I’ve previously attended Moral Monday gatherings in person in Washington, D.C., and reflected on those experiences in two blog posts:

📝 Crying Out for Change: The Moral Call for Justice (May 1, 2025)
📝 “You Will Not Kill Us Without a Fight”: Moral Monday & Fighting Policy Violence (July 1, 2025)

This third reflection continues that journey. While Moral Mondays does not directly address nuclear policy, the testimonies I heard on September 15th made the connections painfully clear.
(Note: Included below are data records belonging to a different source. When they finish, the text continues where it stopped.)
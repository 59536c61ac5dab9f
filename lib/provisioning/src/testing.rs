//! In-memory fakes shared by the workflow tests.

use async_trait::async_trait;
use chrono::{TimeDelta, Utc};
use rootcause::Report;
use secrecy::SecretString;
use speechkit_arm::{
    AccountDirectory, ArmError, InstanceDetails, NameAvailability, ResourceInstances,
    ResourceManagement,
};
use speechkit_core::{
    AccountType, AzureResourceInfo, Credentials, InputConfig, PromptError, Prompter, ResourceGroupInfo,
    ResourceId, SelectConfig, SkuOption, SubscriptionInfo, TenantId,
};
use speechkit_identity::{
    AccountClaims, AccountManager, AzureSession, GetSessionOptions, IdentityError, SessionProvider,
};
use std::collections::VecDeque;
use std::sync::{Arc, Mutex, PoisonError};

use crate::resolver::SelectionResolver;

fn lock<T>(mutex: &Mutex<T>) -> std::sync::MutexGuard<'_, T> {
    mutex.lock().unwrap_or_else(PoisonError::into_inner)
}

/// A speech account in `s1`/`rg1`, eastus, S0.
pub(crate) fn speech_resource(name: &str) -> AzureResourceInfo {
    AzureResourceInfo {
        id: ResourceId::for_account(&"s1".into(), "rg1", name),
        name: name.to_string(),
        subscription_id: "s1".into(),
        subscription_name: "Contoso".to_string(),
        tenant_id: "t1".into(),
        region: "eastus".to_string(),
        account_type: AccountType::SpeechServices,
        sku: "S0".to_string(),
    }
}

/// Provider that is signed in as `jane@contoso.com` once asked to be.
pub(crate) struct FakeProvider {
    signed_in: Mutex<bool>,
}

impl FakeProvider {
    fn session() -> AzureSession {
        AzureSession::new(
            None,
            Vec::new(),
            SecretString::from("token"),
            Utc::now() + TimeDelta::hours(1),
        )
        .with_account(AccountClaims {
            email: Some("jane@contoso.com".to_string()),
            ..AccountClaims::default()
        })
    }
}

#[async_trait]
impl SessionProvider for FakeProvider {
    fn name(&self) -> &'static str {
        "fake"
    }

    async fn get_session(
        &self,
        _scopes: &[String],
        _tenant_id: Option<&TenantId>,
        options: GetSessionOptions,
    ) -> Result<Option<AzureSession>, Report<IdentityError>> {
        let mut signed_in = lock(&self.signed_in);
        if options.create_if_none {
            *signed_in = true;
        }
        Ok(signed_in.then(Self::session))
    }

    async fn sign_out(&self) -> Result<(), Report<IdentityError>> {
        *lock(&self.signed_in) = false;
        Ok(())
    }
}

#[derive(Debug, Clone)]
enum Answer {
    Select(String),
    Input(String),
    AcceptDefault,
    Confirm(bool),
    Cancel,
}

/// Prompter answering from a script, recording what it was shown.
///
/// An exhausted script cancels; confirmations default to yes.
#[derive(Default)]
pub(crate) struct Scripted {
    answers: Mutex<VecDeque<Answer>>,
    selects: Mutex<Vec<SelectConfig>>,
    inputs: Mutex<Vec<InputConfig>>,
}

impl Scripted {
    pub(crate) fn new() -> Self {
        Self::default()
    }

    fn then(self, answer: Answer) -> Self {
        lock(&self.answers).push_back(answer);
        self
    }

    pub(crate) fn select(self, id: &str) -> Self {
        self.then(Answer::Select(id.to_string()))
    }

    pub(crate) fn input(self, text: &str) -> Self {
        self.then(Answer::Input(text.to_string()))
    }

    pub(crate) fn accept_default(self) -> Self {
        self.then(Answer::AcceptDefault)
    }

    pub(crate) fn confirm(self, answer: bool) -> Self {
        self.then(Answer::Confirm(answer))
    }

    pub(crate) fn cancel(self) -> Self {
        self.then(Answer::Cancel)
    }

    pub(crate) fn selects(&self) -> Vec<SelectConfig> {
        lock(&self.selects).clone()
    }

    pub(crate) fn inputs(&self) -> Vec<InputConfig> {
        lock(&self.inputs).clone()
    }

    fn next(&self) -> Option<Answer> {
        lock(&self.answers).pop_front()
    }
}

#[async_trait]
impl Prompter for Scripted {
    async fn select_option(
        &self,
        config: &SelectConfig,
    ) -> Result<Option<String>, Report<PromptError>> {
        lock(&self.selects).push(config.clone());
        match self.next() {
            Some(Answer::Select(id)) => Ok(Some(id)),
            None | Some(Answer::Cancel) => Ok(None),
            Some(other) => panic!("picker '{}' got scripted {other:?}", config.name),
        }
    }

    async fn input_text(
        &self,
        config: &InputConfig,
    ) -> Result<Option<String>, Report<PromptError>> {
        lock(&self.inputs).push(config.clone());
        match self.next() {
            Some(Answer::Input(text)) => Ok(Some(text)),
            Some(Answer::AcceptDefault) => Ok(config.default.clone()),
            None | Some(Answer::Cancel) => Ok(None),
            Some(other) => panic!("input '{}' got scripted {other:?}", config.prompt),
        }
    }

    async fn confirm(&self, _message: &str, _action: &str) -> Result<bool, Report<PromptError>> {
        let mut answers = lock(&self.answers);
        if let Some(Answer::Confirm(answer)) = answers.front().cloned() {
            answers.pop_front();
            return Ok(answer);
        }
        Ok(true)
    }
}

/// One fake subscription landscape behind every ARM seam.
pub(crate) struct FakeCloud {
    subscriptions: Vec<SubscriptionInfo>,
    groups: Mutex<Vec<ResourceGroupInfo>>,
    regions: Mutex<Vec<String>>,
    skus: Mutex<Vec<SkuOption>>,
    resources: Mutex<Vec<AzureResourceInfo>>,
    details: Mutex<Vec<InstanceDetails>>,
    create_failure: Mutex<Option<ArmError>>,
    calls: Mutex<Vec<String>>,
}

impl FakeCloud {
    fn new(subscriptions: Vec<SubscriptionInfo>) -> Self {
        Self {
            subscriptions,
            groups: Mutex::new(Vec::new()),
            regions: Mutex::new(vec!["eastus".to_string(), "westus2".to_string()]),
            skus: Mutex::new(vec![SkuOption::new("F0", "Free"), SkuOption::new("S0", "Standard")]),
            resources: Mutex::new(Vec::new()),
            details: Mutex::new(Vec::new()),
            create_failure: Mutex::new(None),
            calls: Mutex::new(Vec::new()),
        }
    }

    fn record(&self, call: String) {
        lock(&self.calls).push(call);
    }

    fn subscription_of(&self, id: &SubscriptionInfo) -> SubscriptionInfo {
        self.subscriptions
            .iter()
            .find(|s| s.id == id.id)
            .cloned()
            .unwrap_or_else(|| id.clone())
    }
}

#[async_trait]
impl AccountDirectory for FakeCloud {
    async fn list_tenants(&self) -> Result<Vec<TenantId>, Report<ArmError>> {
        Ok(self.subscriptions.iter().map(|s| s.tenant_id.clone()).collect())
    }

    async fn list_tenant_subscriptions(
        &self,
        tenant_id: &TenantId,
    ) -> Result<Vec<SubscriptionInfo>, Report<ArmError>> {
        Ok(self
            .subscriptions
            .iter()
            .filter(|s| &s.tenant_id == tenant_id)
            .cloned()
            .collect())
    }

    async fn list_subscriptions(&self) -> Result<Vec<SubscriptionInfo>, Report<ArmError>> {
        self.record("list_subscriptions".to_string());
        Ok(self.subscriptions.clone())
    }
}

#[async_trait]
impl ResourceManagement for FakeCloud {
    async fn list_resource_groups(
        &self,
        _subscription: &SubscriptionInfo,
    ) -> Result<Vec<ResourceGroupInfo>, Report<ArmError>> {
        self.record("list_resource_groups".to_string());
        Ok(lock(&self.groups).clone())
    }

    async fn check_resource_group_exists(
        &self,
        _subscription: &SubscriptionInfo,
        name: &str,
    ) -> Result<bool, Report<ArmError>> {
        self.record(format!("check_resource_group_exists({name})"));
        Ok(lock(&self.groups).iter().any(|g| g.name == name))
    }

    async fn create_resource_group(
        &self,
        _subscription: &SubscriptionInfo,
        name: &str,
        location: &str,
    ) -> Result<ResourceGroupInfo, Report<ArmError>> {
        self.record(format!("create_resource_group({name}, {location})"));
        let group = ResourceGroupInfo::new(name, location);
        lock(&self.groups).push(group.clone());
        Ok(group)
    }

    async fn list_available_regions(
        &self,
        _subscription: &SubscriptionInfo,
    ) -> Result<Vec<String>, Report<ArmError>> {
        self.record("list_available_regions".to_string());
        Ok(lock(&self.regions).clone())
    }

    async fn list_available_skus(
        &self,
        _subscription: &SubscriptionInfo,
        location: &str,
    ) -> Result<Vec<SkuOption>, Report<ArmError>> {
        self.record(format!("list_available_skus({location})"));
        let skus = lock(&self.skus).clone();
        if skus.is_empty() {
            return Err(ArmError::NoPricingTierAvailable {
                location: location.to_string(),
            }
            .into());
        }
        Ok(skus)
    }
}

#[async_trait]
impl ResourceInstances for FakeCloud {
    async fn list_instances(
        &self,
        _subscription: &SubscriptionInfo,
        account_types: &[AccountType],
    ) -> Result<Vec<AzureResourceInfo>, Report<ArmError>> {
        self.record("list_instances".to_string());
        Ok(lock(&self.resources)
            .iter()
            .filter(|r| account_types.contains(&r.account_type))
            .cloned()
            .collect())
    }

    async fn create_instance(
        &self,
        subscription: &SubscriptionInfo,
        resource_group: &str,
        region: &str,
        name: &str,
        sku: &str,
    ) -> Result<AzureResourceInfo, Report<ArmError>> {
        self.record(format!(
            "create_instance({resource_group}, {region}, {name}, {sku})"
        ));
        if let Some(err) = lock(&self.create_failure).take() {
            return Err(err.into());
        }
        let subscription = self.subscription_of(subscription);
        let resource = AzureResourceInfo {
            id: ResourceId::for_account(&subscription.id, resource_group, name),
            name: name.to_string(),
            subscription_id: subscription.id,
            subscription_name: subscription.name,
            tenant_id: subscription.tenant_id,
            region: region.to_string(),
            account_type: AccountType::AiServices,
            sku: SkuOption::name_of(sku).to_string(),
        };
        lock(&self.resources).push(resource.clone());
        Ok(resource)
    }

    async fn fetch_keys_and_region(
        &self,
        resource: &AzureResourceInfo,
    ) -> Result<Credentials, Report<ArmError>> {
        self.record(format!("fetch_keys_and_region({})", resource.name));
        Ok(
            Credentials::new(SecretString::from(format!("key-{}", resource.name)), &resource.region)
                .with_custom_subdomain(Some(resource.name.clone())),
        )
    }

    async fn get_instance(
        &self,
        _subscription: &SubscriptionInfo,
        resource_id: &ResourceId,
    ) -> Result<InstanceDetails, Report<ArmError>> {
        self.record(format!("get_instance({})", resource_id.name().unwrap_or_default()));
        if let Some(details) = lock(&self.details).iter().find(|d| &d.id == resource_id) {
            return Ok(details.clone());
        }
        lock(&self.resources)
            .iter()
            .find(|r| &r.id == resource_id)
            .map(|r| InstanceDetails {
                id: r.id.clone(),
                name: r.name.clone(),
                location: r.region.clone(),
                kind: Some(r.account_type.kind().to_string()),
                sku: Some(r.sku.clone()),
                endpoint: Some(format!("https://{}.cognitiveservices.azure.com/", r.name)),
                custom_subdomain_name: Some(r.name.clone()),
                provisioning_state: Some("Succeeded".to_string()),
            })
            .ok_or_else(|| {
                ArmError::Status {
                    status: 404,
                    code: Some("ResourceNotFound".to_string()),
                    message: "not found".to_string(),
                    retry_after: None,
                }
                .into()
            })
    }

    async fn check_name_available(
        &self,
        _subscription: &SubscriptionInfo,
        name: &str,
    ) -> Result<NameAvailability, Report<ArmError>> {
        self.record(format!("check_name_available({name})"));
        let taken = lock(&self.resources).iter().any(|r| r.name == name);
        Ok(NameAvailability {
            available: !taken,
            reason: taken.then(|| "SubdomainAlreadyExists".to_string()),
        })
    }
}

/// Account manager, prompter and fake cloud wired together.
pub(crate) struct Fixture {
    pub(crate) account: Arc<AccountManager>,
    pub(crate) prompter: Arc<Scripted>,
    pub(crate) cloud: Arc<FakeCloud>,
}

impl Fixture {
    /// Signed in as `jane@contoso.com`.
    pub(crate) fn new(subscriptions: Vec<SubscriptionInfo>, prompter: Scripted) -> Self {
        Self::build(subscriptions, prompter, true)
    }

    /// Signed out; a login succeeds once confirmed.
    pub(crate) fn signed_out(prompter: Scripted) -> Self {
        Self::build(
            vec![SubscriptionInfo::new("s1", "t1", "Contoso")],
            prompter,
            false,
        )
    }

    fn build(subscriptions: Vec<SubscriptionInfo>, prompter: Scripted, signed_in: bool) -> Self {
        let prompter = Arc::new(prompter);
        let provider = Arc::new(FakeProvider {
            signed_in: Mutex::new(signed_in),
        });
        Self {
            account: Arc::new(AccountManager::new(provider, prompter.clone())),
            prompter,
            cloud: Arc::new(FakeCloud::new(subscriptions)),
        }
    }

    pub(crate) fn with_groups(self, groups: &[&str]) -> Self {
        *lock(&self.cloud.groups) = groups
            .iter()
            .map(|g| ResourceGroupInfo::new(*g, "eastus"))
            .collect();
        self
    }

    pub(crate) fn with_regions(self, regions: Vec<&str>) -> Self {
        *lock(&self.cloud.regions) = regions.into_iter().map(str::to_string).collect();
        self
    }

    pub(crate) fn with_skus(self, skus: Vec<(&str, &str)>) -> Self {
        *lock(&self.cloud.skus) = skus
            .into_iter()
            .map(|(name, tier)| SkuOption::new(name, tier))
            .collect();
        self
    }

    pub(crate) fn with_resources(self, resources: Vec<AzureResourceInfo>) -> Self {
        *lock(&self.cloud.resources) = resources;
        self
    }

    pub(crate) fn with_instance_details(self, details: InstanceDetails) -> Self {
        lock(&self.cloud.details).push(details);
        self
    }

    pub(crate) fn failing_create(self, err: ArmError) -> Self {
        *lock(&self.cloud.create_failure) = Some(err);
        self
    }

    /// The first fake subscription.
    pub(crate) fn subscription(&self) -> SubscriptionInfo {
        self.cloud
            .subscriptions
            .first()
            .cloned()
            .unwrap_or_else(|| SubscriptionInfo::new("s1", "t1", "Contoso"))
    }

    pub(crate) fn calls(&self) -> Vec<String> {
        lock(&self.cloud.calls).clone()
    }

    pub(crate) fn resolver(&self) -> SelectionResolver {
        SelectionResolver::new(
            self.account.clone(),
            self.cloud.clone(),
            self.cloud.clone(),
            self.cloud.clone(),
            self.prompter.clone(),
        )
    }
}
The same budget that slashes SNAP benefits and shutters rural hospitals is investing billions in nuclear weapons infrastructure. The same logic that treats Anna Romano’s life—a disabled South Carolinian surviving on SNAP and Medicaid—as expendable is the logic that enables unchecked launch authority and the machinery of global annihilation.

Negotiable lives. Non-negotiable weapons.

This blog is part of my commitment to naming those connections—building solidarity between movements too often siloed, and calling for a moral uprising that confronts violence in all its forms: economic, racial, ecological, and nuclear.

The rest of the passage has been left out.